Study Design: It is a prospective case–control study, including forty cases of ACS (as per the inclusion criteria listed below) and twenty controls. The levels of inflammatory markers interleukin-6 (IL-6), tumor necrosis factor-α (TNF-α), and troponin I were estimated in cases and controls. The levels of these markers in the peripheral circulation were also stratified on the basis of the presenting ACS type (unstable angina, non-ST-elevation myocardial infarction, and ST-elevation myocardial infarction). All statistical data were analyzed using SPSS software version 19 Statistical package for windows (Chicago, Inc., IL, USA).
Results: The levels of inflammatory markers such as IL-6, TNF-α, and troponin I were higher in the ACS group than the control, and difference was statistically significant. Furthermore, there was a statistically significant difference in the levels of these markers between the various ACS groups.
Conclusions: The circulating levels of inflammatory markers such as IL-6 and TNF-α are significantly elevated in patients with ACS, supporting the view that inflammatory cytokines are associated with ACS. There is a direct correlation of the levels of IL-6 and TNF-α with the severity of ACS and in-hospital mortality in these cases. Keywords: Acute coronary syndrome, interleukin-6, tumor necrosis factor-α
How to cite this article:
Razi MM, Abdali N, Asif S M, Azharuddin M. Association of inflammatory cytokines/biomarkers with acute coronary syndrome and its correlation with severity and hospital outcome. J Clin Prev Cardiol 2017;6:44-9 |
How to cite this URL:
Razi MM, Abdali N, Asif S M, Azharuddin M. Association of inflammatory cytokines/biomarkers with acute coronary syndrome and its correlation with severity and hospital outcome. J Clin Prev Cardiol [serial online] 2017 [cited 2023 Jun 8];6:44-9. Available from: https://www.jcpconline.org/text.asp?2017/6/2/44/203532 |
| Introduction | |  |
Coronary atherosclerosis is one of the major causes of coronary artery disease (CAD). Atherosclerosis is an inflammatory process involving vascular wall cells along with activation of markers of inflammation such as the monocytes, T-lymphocytes, pro-inflammatory cytokines, chemoattractant cytokines (chemokines), and growth factors.
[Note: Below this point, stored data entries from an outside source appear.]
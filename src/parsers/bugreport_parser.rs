use std::collections::BTreeMap;
use std::io::BufRead;

use chrono::{Datelike, NaiveDateTime};
use regex::Regex;
use tracing::{debug, warn};

use super::section_splitter::SectionSplitter;
use super::{
    ActivityServiceParser, DumpsysParser, KernelLogParser, LogcatParser, MemInfoParser, Parser,
    ProcrankParser, SystemPropsParser, TopParser, TracesParser,
};
use crate::config::ParserConfig;
use crate::error::Result;
use crate::item::{BugreportItem, LogcatEvent, LogcatItem, ProcrankItem, TracesItem};

#[derive(Debug, Clone, Copy, PartialEq, Eq)]
enum BugreportSection {
    Header,
    MemInfo,
    Procrank,
    Top,
    SystemProps,
    SystemLog,
    Traces,
    KernelLog,
    LastKmsg,
    Dumpsys,
    ActivityService,
    Noop,
}

const SECTION_PATTERNS: &[(BugreportSection, &str)] = &[
    (BugreportSection::MemInfo, r"^------ MEMORY INFO .*"),
    (BugreportSection::Procrank, r"^------ PROCRANK .*"),
    (BugreportSection::Top, r"^------ CPU INFO .*"),
    (BugreportSection::SystemProps, r"^------ SYSTEM PROPERTIES .*"),
    (BugreportSection::SystemLog, r"^------ SYSTEM LOG .*"),
    (BugreportSection::SystemLog, r"^------ MAIN LOG .*"),
    (BugreportSection::SystemLog, r"^------ MAIN AND SYSTEM LOG .*"),
    (BugreportSection::Traces, r"^------ VM TRACES AT LAST ANR .*"),
    (BugreportSection::KernelLog, r"^------ KERNEL LOG .*"),
    (BugreportSection::LastKmsg, r"^------ LAST KMSG .*"),
    (BugreportSection::Dumpsys, r"^------ DUMPSYS .*"),
    (BugreportSection::ActivityService, r"^------ APP SERVICES .*"),
    // Unknown sections and the duration trailers dumpstate prints after each one.
    (BugreportSection::Noop, r"^------ .* ------$"),
];

/// Parses a whole bugreport (`dumpstate` output) into a [`BugreportItem`].
///
/// The input is split into `------ NAME (command) ------` sections and each
/// known section goes to its own parser as soon as it ends. The logcat year is
/// taken from the `== dumpstate:` header unless the configuration pins one.
/// After the last line the sections are cross-referenced: logcat events with
/// no app get a name from procrank, and the last ANR trace dump is attached to
/// the most recent matching ANR.
pub struct BugreportParser {
    splitter: SectionSplitter<BugreportSection>,
    dumpstate: Regex,
    command_line: Regex,
    year_pinned: bool,
    mem_info_parser: MemInfoParser,
    procrank_parser: ProcrankParser,
    top_parser: TopParser,
    system_props_parser: SystemPropsParser,
    logcat_parser: LogcatParser,
    traces_parser: TracesParser,
    kernel_log_parser: KernelLogParser,
    dumpsys_parser: DumpsysParser,
    activity_service_parser: ActivityServiceParser,
}

impl Default for BugreportParser {
    fn default() -> Self {
        Self::new().expect("Failed to create the Bugreport Parser")
    }
}

impl BugreportParser {
    pub fn new() -> Result<Self> {
        Self::from_config(&ParserConfig::default())
    }

    pub fn from_config(config: &ParserConfig) -> Result<Self> {
        let mut splitter = SectionSplitter::new(Some(BugreportSection::Header));
        for (section, pattern) in SECTION_PATTERNS {
            splitter.register(*section, pattern)?;
        }

        Ok(BugreportParser {
            splitter,
            dumpstate: Regex::new(r"^== dumpstate: (\d{4}-\d{2}-\d{2} \d{2}:\d{2}:\d{2})")?,
            command_line: Regex::new(r"^Command line: (.*)$")?,
            year_pinned: config.logcat.year.is_some(),
            mem_info_parser: MemInfoParser::new()?,
            procrank_parser: ProcrankParser::new()?,
            top_parser: TopParser::new()?,
            system_props_parser: SystemPropsParser::new()?,
            logcat_parser: LogcatParser::from_config(config)?,
            traces_parser: TracesParser::new()?,
            kernel_log_parser: KernelLogParser::from_config(config)?,
            dumpsys_parser: DumpsysParser::new()?,
            activity_service_parser: ActivityServiceParser::new()?,
        })
    }

    /// Streams `lines` through the section splitter and commits the result.
    fn parse_lines<I, S>(&self, lines: I) -> Result<Option<BugreportItem>>
    where
        I: IntoIterator<Item = std::io::Result<S>>,
        S: AsRef<str>,
    {
        let mut state = BugreportState::new(self);
        let mut seen_content = false;
        {
            let mut run = self.splitter.start(|section, block| state.on_section(section, block));
            for line in lines {
                let line = line?;
                let line = line.as_ref();
                seen_content |= !line.trim().is_empty();
                run.feed(line)?;
            }
            run.finish()?;
        }

        if !seen_content {
            debug!("Bugreport input is blank");
            return Ok(None);
        }
        Ok(Some(state.commit()))
    }

    fn parse_header(&self, block: &[String], item: &mut BugreportItem) {
        for line in block {
            if let Some(caps) = self.dumpstate.captures(line) {
                item.time = NaiveDateTime::parse_from_str(&caps[1], "%Y-%m-%d %H:%M:%S").ok();
            } else if let Some(caps) = self.command_line.captures(line) {
                item.command_line = parse_command_line(&caps[1]);
            }
        }
    }
}

/// Splits a kernel command line into `key=value` pairs. Flags without a value
/// map to an empty string.
fn parse_command_line(text: &str) -> BTreeMap<String, String> {
    text.split_whitespace()
        .map(|arg| match arg.split_once('=') {
            Some((key, value)) => (key.to_string(), value.to_string()),
            None => (arg.to_string(), String::new()),
        })
        .collect()
}

impl Parser for BugreportParser {
    type Item = BugreportItem;

    fn parse<S: AsRef<str>>(&self, lines: &[S]) -> Option<BugreportItem> {
        match self.parse_lines(lines.iter().map(Ok::<_, std::io::Error>)) {
            Ok(item) => item,
            Err(e) => {
                warn!("Bugreport parse failed: {}", e);
                None
            }
        }
    }

    fn parse_reader<R: BufRead>(&self, reader: R) -> Result<Option<BugreportItem>> {
        self.parse_lines(reader.lines())
    }
}

/// Per-parse state of a [`BugreportParser`].
struct BugreportState<'a> {
    parser: &'a BugreportParser,
    item: BugreportItem,
    logcat_parser: Option<LogcatParser>,
    traces: Option<TracesItem>,
}

impl<'a> BugreportState<'a> {
    fn new(parser: &'a BugreportParser) -> Self {
        BugreportState {
            parser,
            item: BugreportItem::default(),
            logcat_parser: None,
            traces: None,
        }
    }

    fn on_section(&mut self, section: BugreportSection, block: Vec<String>) -> Result<()> {
        let parser = self.parser;
        match section {
            BugreportSection::Header => {
                parser.parse_header(&block, &mut self.item);
                if !parser.year_pinned {
                    if let Some(time) = self.item.time {
                        self.logcat_parser = Some(parser.logcat_parser.for_year(time.year()));
                    }
                }
            }
            BugreportSection::MemInfo => {
                replace(section, &mut self.item.mem_info, parser.mem_info_parser.parse(&block))
            }
            BugreportSection::Procrank => {
                replace(section, &mut self.item.procrank, parser.procrank_parser.parse(&block))
            }
            BugreportSection::Top => replace(section, &mut self.item.top, parser.top_parser.parse(&block)),
            BugreportSection::SystemProps => replace(
                section,
                &mut self.item.system_props,
                parser.system_props_parser.parse(&block),
            ),
            BugreportSection::SystemLog => {
                let logcat_parser = self.logcat_parser.as_ref().unwrap_or(&parser.logcat_parser);
                replace(section, &mut self.item.system_log, logcat_parser.parse(&block))
            }
            BugreportSection::Traces => replace(section, &mut self.traces, parser.traces_parser.parse(&block)),
            BugreportSection::KernelLog => replace(
                section,
                &mut self.item.kernel_log,
                parser.kernel_log_parser.parse(&block),
            ),
            BugreportSection::LastKmsg => replace(
                section,
                &mut self.item.last_kmsg,
                parser.kernel_log_parser.parse(&block),
            ),
            BugreportSection::Dumpsys => {
                replace(section, &mut self.item.dumpsys, parser.dumpsys_parser.parse(&block))
            }
            BugreportSection::ActivityService => replace(
                section,
                &mut self.item.activity_service,
                parser.activity_service_parser.parse(&block),
            ),
            BugreportSection::Noop => {}
        }
        Ok(())
    }

    fn commit(mut self) -> BugreportItem {
        if let (Some(logcat), Some(procrank)) = (self.item.system_log.as_mut(), self.item.procrank.as_ref()) {
            name_apps(logcat, procrank);
        }
        if let (Some(logcat), Some(traces)) = (self.item.system_log.as_mut(), self.traces.as_ref()) {
            attach_trace(logcat, traces);
        }
        self.item
    }
}

fn replace<T>(section: BugreportSection, slot: &mut Option<T>, value: Option<T>) {
    let Some(value) = value else {
        return;
    };
    if slot.is_some() {
        warn!("Section {:?} appears more than once, keeping the last one", section);
    }
    *slot = Some(value);
}

/// Fills in the app of logcat events that only carry a pid.
fn name_apps(logcat: &mut LogcatItem, procrank: &ProcrankItem) {
    for event in &mut logcat.events {
        let base = event.base_mut();
        if base.app.is_some() {
            continue;
        }
        if let Some(name) = base.pid.and_then(|pid| procrank.process_name(pid)) {
            base.app = Some(name.to_string());
        }
    }
}

/// Gives the traces stack to the most recent ANR of the same app that has none.
fn attach_trace(logcat: &mut LogcatItem, traces: &TracesItem) {
    let (Some(app), Some(stack)) = (traces.app.as_deref(), traces.stack.as_ref()) else {
        return;
    };
    let anr = logcat.events.iter_mut().rev().find_map(|event| match event {
        LogcatEvent::Anr(anr) if anr.base.app.as_deref() == Some(app) && anr.trace.is_none() => Some(anr),
        _ => None,
    });
    match anr {
        Some(anr) => anr.trace = Some(stack.clone()),
        None => debug!("No ANR for {} to attach traces to", app),
    }
}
Atherosclerotic plaques are vulnerable to rupture and thereby associated with serious complications. The presence of inflammatory cells in the atherosclerotic lesions and elevated levels of inflammatory markers in the peripheral circulation correspond to an activation of the inflammatory process in the body.[1],[2],[3],[4]
The fatty streak is the early inflammatory lesion, consisting mainly of monocyte-derived macrophages and T-lymphocytes. Pro-inflammatory stimuli such as oxidatively modified low-density lipoprotein (LDL) cholesterol, free radicals, cigarette smoke, elevated plasma homocysteine, and infectious organisms cause endothelial dysfunction which leads to compensatory responses that alter the normal properties of the endothelium. A cascade of events ensues leading to the development of isolated macrophages, foam cells, fatty streak formation, and finally stable or unstable fibrous plaque. This cascade of events is mediated by pro-inflammatory cytokines, chemoattractant cytokines (chemokines), growth factors, and adhesion molecules produced by activated inflammatory, vascular smooth muscle, and endothelial cells. Pro-inflammatory risk factors cause local (vascular) or systemic (extravascular) inflammation which triggers the production of primary pro-inflammatory cytokines such as interleukin-1a (IL-1) and tumor necrosis factor-alpha (TNF-α). Measurement of these cytokines in serum can provide information about the inflammatory status of an individual.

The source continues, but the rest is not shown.